In 35/150 patients successfully treated with intracardiac leadless pacemaker, we analyzed the ventricular pacing rate from stored histograms in those patients in VVIR mode to understand if the paced rate reflects the rate-band between interventional rate and ADL-rate as it is suggested by the ADL-concept. An activity test was performed in 24/35 patients to confirm that the selected vector was sufficient.

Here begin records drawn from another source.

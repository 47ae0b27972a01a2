//! Pending collection - entries accumulated since the last flush.

use std::fmt;

use dispatcher::PendingItem;
use tokio::time::Instant;

/// Ordered entries plus the scheduled inactivity deadline.
///
/// Only ever touched by the collector task, so append, re-arm and clear
/// happen inside one event.
pub struct PendingCollection<T> {
    entries: Vec<PendingItem<T>>,
    batch_size: usize,
    deadline: Option<Instant>,
}

impl<T> fmt::Debug for PendingCollection<T> {
    fn fmt(&self, f: &mut fmt::Formatter<'_>) -> fmt::Result {
        f.debug_struct("PendingCollection")
            .field("len", &self.entries.len())
            .field("batch_size", &self.batch_size)
            .field("deadline", &self.deadline)
            .finish()
    }
}

impl<T> PendingCollection<T> {
    /// Create an empty collection that fills up at `batch_size` entries
    pub fn new(batch_size: usize) -> Self {
        let batch_size = batch_size.max(1);
        Self {
            entries: Vec::with_capacity(batch_size),
            batch_size,
            deadline: None,
        }
    }

    /// Append an entry and push the inactivity deadline forward.
    ///
    /// Returns `true` once the collection holds `batch_size` entries.
    pub fn push(&mut self, entry: PendingItem<T>, deadline: Instant) -> bool {
        self.entries.push(entry);
        self.deadline = Some(deadline);
        self.is_full()
    }

    /// Take every entry in enqueue order, clearing the deadline.
    pub fn take(&mut self) -> Vec<PendingItem<T>> {
        self.deadline = None;
        std::mem::replace(&mut self.entries, Vec::with_capacity(self.batch_size))
    }

    /// Scheduled inactivity deadline, if any entry is pending
    pub fn deadline(&self) -> Option<Instant> {
        self.deadline
    }

    #[inline]
    pub fn len(&self) -> usize {
        self.entries.len()
    }

    #[inline]
    pub fn is_empty(&self) -> bool {
        self.entries.is_empty()
    }

    #[inline]
    pub fn is_full(&self) -> bool {
        self.entries.len() >= self.batch_size
    }
}
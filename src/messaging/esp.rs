//! ESP-IDF MQTT transport.
//!
//! `EspMqttClient` delivers events on its connection object; a small thread
//! drains it into an [`EventLink`] which [`MqttTransport::poll`] reads
//! without blocking. The client reconnects on its own after a drop, so
//! [`MqttTransport::connect`] only creates it once and afterwards waits for
//! the link to come back up.

use super::link::{EventLink, LinkEvent};
use super::session::{InboundMessage, MqttTransport, TransportError};
use crate::config::BrokerConfig;
use esp_idf_svc::mqtt::client::{
    EspMqttClient, EspMqttConnection, EventPayload, MqttClientConfiguration, QoS,
};
use log::{debug, info, warn};
use std::sync::mpsc::{self, Sender};
use std::thread;
use std::time::Duration;

const HANDSHAKE_TIMEOUT: Duration = Duration::from_secs(10);
const EVENT_THREAD_STACK: usize = 6 * 1024;

/// Time given to the client task before it is stopped.
const CLOSE_GRACE: Duration = Duration::from_millis(500);

/// MQTT transport backed by the ESP-IDF client.
pub struct EspMqttTransport {
    broker: BrokerConfig,
    client: Option<EspMqttClient<'static>>,
    link: Option<EventLink>,
}

impl EspMqttTransport {
    /// Create a transport. The client is started on the first connect.
    pub fn new(broker: BrokerConfig) -> Self {
        Self {
            broker,
            client: None,
            link: None,
        }
    }

    fn start_client(&mut self) -> Result<(), TransportError> {
        let url = self.broker.url();
        let conf = MqttClientConfiguration {
            client_id: Some(self.broker.client_id.as_str()),
            keep_alive_interval: Some(self.broker.keep_alive),
            ..Default::default()
        };

        let (client, connection) = EspMqttClient::new(&url, &conf)
            .map_err(|e| TransportError::Connect(format!("{:?}", e)))?;

        let (tx, rx) = mpsc::channel();
        thread::Builder::new()
            .name("mqtt-events".to_string())
            .stack_size(EVENT_THREAD_STACK)
            .spawn(move || forward_events(connection, tx))
            .map_err(|e| TransportError::Connect(e.to_string()))?;

        self.client = Some(client);
        self.link = Some(EventLink::new(rx));
        Ok(())
    }

    fn client(&mut self) -> Result<&mut EspMqttClient<'static>, TransportError> {
        match (self.client.as_mut(), self.link.as_ref()) {
            (Some(client), Some(link)) if link.is_up() => Ok(client),
            _ => Err(TransportError::Closed("not connected".into())),
        }
    }

    fn teardown(&mut self) {
        self.client = None;
        self.link = None;
    }
}

fn forward_events(mut connection: EspMqttConnection, tx: Sender<LinkEvent>) {
    while let Ok(event) = connection.next() {
        let forwarded = match event.payload() {
            EventPayload::Connected(_) => LinkEvent::Connected,
            EventPayload::Disconnected => LinkEvent::Disconnected,
            EventPayload::Received {
                topic: Some(topic),
                data,
                ..
            } => LinkEvent::Message(InboundMessage::new(topic, data)),
            EventPayload::Error(e) => {
                warn!("MQTT event error: {:?}", e);
                continue;
            }
            _ => continue,
        };
        if tx.send(forwarded).is_err() {
            break;
        }
    }
    let _ = tx.send(LinkEvent::Closed("client stopped".into()));
    debug!("MQTT event thread finished");
}

impl MqttTransport for EspMqttTransport {
    fn connect(&mut self) -> Result<(), TransportError> {
        if self.client.is_none() {
            info!("Connecting to broker {}", self.broker.url());
            self.start_client()?;
        }
        let Some(link) = self.link.as_mut() else {
            return Err(TransportError::Closed("event channel missing".into()));
        };

        // Returns at once when the client is still up from an earlier attempt.
        let result = link.wait_up(HANDSHAKE_TIMEOUT);
        if link.is_closed() {
            self.teardown();
        }
        result
    }

    fn is_connected(&self) -> bool {
        self.link.as_ref().is_some_and(EventLink::is_up)
    }

    fn subscribe(&mut self, topic: &str) -> Result<(), TransportError> {
        self.client()?
            .subscribe(topic, QoS::AtMostOnce)
            .map(|_| ())
            .map_err(|e| TransportError::Subscribe(format!("{:?}", e)))
    }

    fn publish(&mut self, topic: &str, payload: &[u8]) -> Result<(), TransportError> {
        // QoS 0 publish is written by the calling task, not queued in the outbox.
        self.client()?
            .publish(topic, QoS::AtMostOnce, false, payload)
            .map(|_| ())
            .map_err(|e| TransportError::Publish(format!("{:?}", e)))
    }

    fn poll(&mut self) -> Result<Option<InboundMessage>, TransportError> {
        let Some(link) = self.link.as_mut() else {
            return Err(TransportError::Closed("not connected".into()));
        };
        let result = link.next_message();
        if link.is_closed() && !matches!(result, Ok(Some(_))) {
            self.teardown();
        }
        result
    }

    fn close(&mut self) {
        if self.client.is_none() {
            return;
        }
        thread::sleep(CLOSE_GRACE);
        info!("Broker connection closed");
        self.teardown();
    }
}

Only rate histograms covering a minimum of 20 days were included in the analysis in order to avoid periods of recovery after implantation and / or other procedures performed during hospital stay.

Results:

In the subgroup of 35 patients, ventricular rate diagrams for a period of more than 20 days were shown (93±65 days; 61%male ; average age 80 ± 4 years). They had a high rate of right ventricular pacing (96.3 ± 15.7%). During an average of 27% ± 13% of ventricular pacing, the frequency met the ADL criteria (intervention rate: 60 bpm; ADL-rate 95 bpm). This translates into 5.3 hours pacing time per day within the ADL-range.
In 24 of 35 patients (68.8%) an activity test was performed. Vector 1 was programmed as the most useful vector.

Conclusion:

In this real life setting, the rate adaptive right ventricular stimulation of the leadless Micra™ system demonstrated a good working three–axis accelerometer, resulting in chronotropic competence and pacing time in ADL compared to transvenous pacemakers working with the same concept.